→ Work to be completed: The line containing "pub fn execute(self)" marks the end: restate word for word every line from the first line of the entries below through that one.

━━━ Source material

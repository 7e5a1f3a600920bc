use crate::applet::Applet;
use anyhow::Error as Anyhow;
use clap::Parser;
use lib::atomic::Rules;
use std::{cmp::min, io::stderr};
use tracing::{instrument, Level};
use tracing_subscriber::fmt::{format::FmtSpan, layer};
use tracing_subscriber::{filter::Targets, prelude::*, registry, util::SubscriberInitExt};

/// Atomic Chess on the command line.
///
/// Captures explode, destroying every piece but pawns around the destination square,
/// and the game is won by blowing up the opponent's king.
#[derive(Debug, Parser)]
#[clap(author, version, about)]
pub struct Cli {
    /// How much to log on stderr.
    #[clap(short, long, global = true)]
    #[cfg_attr(not(debug_assertions), clap(default_value_t = Level::INFO))]
    #[cfg_attr(debug_assertions, clap(default_value_t = Level::DEBUG))]
    verbosity: Level,

    /// The rules in RON, e.g. `(mutual_destruction: draw)`.
    #[clap(short, long, global = true, default_value_t)]
    rules: Rules,

    #[clap(subcommand)]
    applet: Option<Applet>,
}

impl Cli {
    /// Logs this crate's events on stderr at the chosen verbosity, dependencies at `WARN` at most.
    pub fn install_logger(&self) {
        let filter = Targets::new()
            .with_targets([("cli", self.verbosity), ("lib", self.verbosity)])
            .with_default(min(Level::WARN, self.verbosity));

        let writer = layer()
            .pretty()
            .with_span_events(FmtSpan::CLOSE)
            .with_writer(stderr);

        registry().with(filter).with(writer).init();
    }

    #[instrument(level = "trace", skip(self), fields(rules = %self.rules), err)]
    pub fn execute(self) -> Result<(), Anyhow> {
        self.applet.unwrap_or_default().execute(self.rules)
    }
}
/// Chess domain types.
pub mod chess;
/// The rule engine.
pub mod atomic;
/// Assorted utilities.
pub mod util;
use crate::util::Integer;

/// The kind of a chess [`Piece`][`crate::chess::Piece`].
#[derive(Debug, Copy, Clone, Eq, PartialEq, Ord, PartialOrd, Hash)]
#[cfg_attr(test, derive(test_strategy::Arbitrary))]
#[repr(u8)]
pub enum Role {
    Pawn,
    Knight,
    Bishop,
    Rook,
    Queen,
    King,
}

unsafe impl Integer for Role {
    type Repr = u8;
    const MIN: Self::Repr = Role::Pawn as _;
    const MAX: Self::Repr = Role::King as _;
}

impl Role {
    /// The lower case letter for this kind of piece.
    #[inline(always)]
    pub fn letter(self) -> char {
        b"pnbrqk"[self.get() as usize] as char
    }
}
mod integer;

pub use integer::*;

━━━━━━

→ Solution for this exercise:
repository 7e5a1f3a600920bc
use crate::applet::Applet;
use anyhow::Error as Anyhow;
use clap::Parser;
use lib::atomic::Rules;
use std::{cmp::min, io::stderr};
use tracing::{instrument, Level};
use tracing_subscriber::fmt::{format::FmtSpan, layer};
use tracing_subscriber::{filter::Targets, prelude::*, registry, util::SubscriberInitExt};

/// Atomic Chess on the command line.
///
/// Captures explode, destroying every piece but pawns around the destination square,
/// and the game is won by blowing up the opponent's king.
#[derive(Debug, Parser)]
#[clap(author, version, about)]
pub struct Cli {
    /// How much to log on stderr.
    #[clap(short, long, global = true)]
    #[cfg_attr(not(debug_assertions), clap(default_value_t = Level::INFO))]
    #[cfg_attr(debug_assertions, clap(default_value_t = Level::DEBUG))]
    verbosity: Level,

    /// The rules in RON, e.g. `(mutual_destruction: draw)`.
    #[clap(short, long, global = true, default_value_t)]
    rules: Rules,

    #[clap(subcommand)]
    applet: Option<Applet>,
}

impl Cli {
    /// Logs this crate's events on stderr at the chosen verbosity, dependencies at `WARN` at most.
    pub fn install_logger(&self) {
        let filter = Targets::new()
            .with_targets([("cli", self.verbosity), ("lib", self.verbosity)])
            .with_default(min(Level::WARN, self.verbosity));

        let writer = layer()
            .pretty()
            .with_span_events(FmtSpan::CLOSE)
            .with_writer(stderr);

        registry().with(filter).with(writer).init();
    }

    #[instrument(level = "trace", skip(self), fields(rules = %self.rules), err)]
    pub fn execute(self) -> Result<(), Anyhow> {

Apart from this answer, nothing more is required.